Neste momento, torna-se necessário, senão imperioso, transmitirmos os objetivos que estiveram na base da formação do Sindicato Vertical de Carreiras de Polícia – SVCP– e transmitir os mesmos a todos os elementos com funções policiais que fazem parte desta “nossa grande instituição”, a Polícia de Segurança Pública.

Sem querermos ser fastidiosos, gostaríamos de fazer uma síntese sobre o “SINDICALISMO”, nem que seja como ultimo objetivo de relembrar a todos o que tal significa e como surgiu.

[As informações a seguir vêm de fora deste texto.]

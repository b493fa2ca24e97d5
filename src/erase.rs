use crate::grid::Grid;
use crate::types::GridShape;

/// Circular brush that clears every channel under it.
#[derive(Clone, Copy, Debug, PartialEq, Eq)]
pub struct EraseBrush {
    radius: i32,
}

impl EraseBrush {
    pub fn new(radius: i32) -> Self {
        Self {
            radius: radius.max(0),
        }
    }

    /// Zeroes all cells with `(x-cx)^2 + (y-cy)^2 <= r^2`, clipped to the
    /// grid. Returns the number of cells cleared.
    pub fn erase(&self, grid: &mut Grid, cx: i32, cy: i32) -> usize {
        let shape = grid.shape();
        let r = self.radius as i64;
        let (cx, cy) = (cx as i64, cy as i64);

        let y0 = (cy - r).max(0);
        let y1 = (cy + r).min(shape.height as i64 - 1);
        let x0 = (cx - r).max(0);
        let x1 = (cx + r).min(shape.width as i64 - 1);

        let mut cleared = 0;
        for y in y0..=y1 {
            for x in x0..=x1 {
                let (dx, dy) = (x - cx, y - cy);
                if dx * dx + dy * dy <= r * r {
                    grid.clear_cell(y as usize, x as usize);
                    cleared += 1;
                }
            }
        }
        cleared
    }

    /// Maps a pointer position, relative to the displayed canvas, onto a
    /// grid cell. `None` when the canvas has no area.
    pub fn cell_from_pointer(pointer: [f32; 2], display: [f32; 2], shape: GridShape) -> Option<(i32, i32)> {
        if display[0] <= 0.0 || display[1] <= 0.0 {
            return None;
        }
        let scale_x = shape.width as f32 / display[0];
        let scale_y = shape.height as f32 / display[1];
        Some((
            (pointer[0] * scale_x).floor() as i32,
            (pointer[1] * scale_y).floor() as i32,
        ))
    }
}

#[cfg(test)]
mod tests {
    use super::*;

    fn filled() -> Grid {
        let mut grid = Grid::zeros(GridShape::NCA);
        for c in 0..16 {
            for y in 0..64 {
                for x in 0..64 {
                    grid.set(c, y, x, 1.0);
                }
            }
        }
        grid
    }

    #[test]
    fn clears_exactly_the_disc() {
        let mut grid = filled();
        let brush = EraseBrush::new(5);
        brush.erase(&mut grid, 20, 30);

        for y in 0..64i32 {
            for x in 0..64i32 {
                let inside = (x - 20).pow(2) + (y - 30).pow(2) <= 25;
                for c in 0..16 {
                    let value = grid.get(c, y as usize, x as usize);
                    if inside {
                        assert_eq!(value, 0.0, "({x},{y}) c{c} not cleared");
                    } else {
                        assert_eq!(value, 1.0, "({x},{y}) c{c} touched");
                    }
                }
            }
        }
    }

    #[test]
    fn disc_edge_is_inclusive() {
        let mut grid = filled();
        EraseBrush::new(5).erase(&mut grid, 32, 32);
        assert_eq!(grid.get(0, 37, 32), 0.0);
        assert_eq!(grid.get(0, 32, 27), 0.0);
        assert_eq!(grid.get(0, 38, 32), 1.0);
    }

    #[test]
    fn corner_erase_stays_in_bounds() {
        let mut grid = filled();
        let cleared = EraseBrush::new(5).erase(&mut grid, 0, 0);
        // quarter disc of radius 5 including both axes
        assert_eq!(cleared, 26);
        assert_eq!(grid.data().len(), GridShape::NCA.volume());
        assert_eq!(grid.get(15, 0, 0), 0.0);
    }

    #[test]
    fn far_outside_center_is_a_no_op() {
        let mut grid = filled();
        let brush = EraseBrush::new(5);
        assert_eq!(brush.erase(&mut grid, -100, 10), 0);
        assert_eq!(brush.erase(&mut grid, 10, i32::MAX), 0);
        assert_eq!(grid, filled());
    }

    #[test]
    fn zero_radius_clears_one_cell() {
        let mut grid = filled();
        assert_eq!(EraseBrush::new(0).erase(&mut grid, 63, 63), 1);
        assert_eq!(EraseBrush::new(-3).erase(&mut grid, 10, 10), 1);
    }

    #[test]
    fn pointer_is_scaled_to_logical_resolution() {
        let shape = GridShape::NCA;
        assert_eq!(EraseBrush::cell_from_pointer([0.0, 0.0], [512.0, 512.0], shape), Some((0, 0)));
        assert_eq!(EraseBrush::cell_from_pointer([100.0, 511.9], [512.0, 512.0], shape), Some((12, 63)));
        assert_eq!(EraseBrush::cell_from_pointer([32.0, 16.0], [64.0, 32.0], shape), Some((32, 32)));
        assert_eq!(EraseBrush::cell_from_pointer([1.0, 1.0], [0.0, 10.0], shape), None);
    }
}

Posto isto, o “SINDICALISMO” é um movimento ou doutrina política que defende a organização dos profissionais e trabalhadores em sindicatos, para que trabalhem juntos na defesa de seus interesses, que visa fortalecer a organização onde se inserem e devem ter um papel ativo na condução da sociedade.

“SINDICATO” é a instituição utilizada para a organização dos trabalhadores na luta por seus direitos.

“A essência do sindicalismo não é revolucionária mas conservadora.”

As origens do sindicalismo encontram-se na Inglaterra do século XIX, em plena Revolução Industrial.

Tinham como objetivo a ajuda mútua e de defesa dos trabalhadores. Já decorreram largas décadas desde o aparecimento do movimento sindical e, no entanto, os objetivos mantiveram-se inalterados: “a defesa dos interesses daqueles que a compõem”.

Agora, o porquê do nome escolhido para designar o “nosso” sindicato: Vertical?

A resposta encontra-se na origem da própria palavra:

“…Perpendicular ao plano do horizonte. Que tem a direção do fio-de-prumo. Que está colocado no vértice. Direito, aprumado…”.

“A virtude é uma linha horizontal, a força é uma linha vertical e a astúcia uma linha oblíqua”.

Não temos, enquanto Polícias, os patrocínios nem as gazuas, que abrem as portas da comunicação social, seja qual for o tipo de fechadura, porque, até a essência da nossa missão, a proteção de pessoas e bens (sem olhar a quem) oferecemos à comunidade, gratuitamente. Ora isso, nem abre portas, nem estimula papagaios.

Não obstante, temos a razão da força e a força da razão.

Não temos ideias faraónicas, de faraó desalinhado e sem pirâmide própria, das quais usa e abusa, indo ao ponto de subido descaramento ao exigir, ao vento, que sopra.

Não temos nada contra os restantes sindicatos ou associações sindicais, pois na equipa o mais importante é o que, em cada momento de atuação da mesma, contribui com a sua quota-parte para um trabalho de conjunto, sem perder a sua individualidade.

Se, pusermos o violinista a tocar flauta, ou o guarda-redes a ponta de lança, o efeito equipa, o de conjunto é desastre certo.

A nossa instituição, a Polícia de Segurança Pública, não é de ninguém, pertence a todos, é a extensão do Estado de Direito.

O Estado de Direito submete-se às Leis…o Estado é o Povo, nele reside a soberania.

Queremos e vamos pugnar por uma instituição moderna, sem tiques de autoritarismo.

“A mania de mandar em algo e ou alguém, modera-se com a capacidade de obediência desse alguém”.

“Se o meu chefe der uma ordem e eu não a cumprir o chefe não manda nada”.

Não temos interesses partidários, o nosso partido é a Policia de Segurança Pública.

Precisamos de crescer, de demonstrar que não somos “mais um sindicato”, queremos marcar a diferença, mas só o iremos conseguir com a vossa ajuda.

Essa “ajuda” traduz-se em sermos mais, por isso lançamos este desafio: Junta-te a nós, confia em nós e poderemos, com a “força da razão”, afirmar a todos aqueles que julgam que a Polícia de Segurança Pública unicamente serve para servir interesses:

“Sossega, jacaré, porque a lagoa vai secar” (provérbio indiano).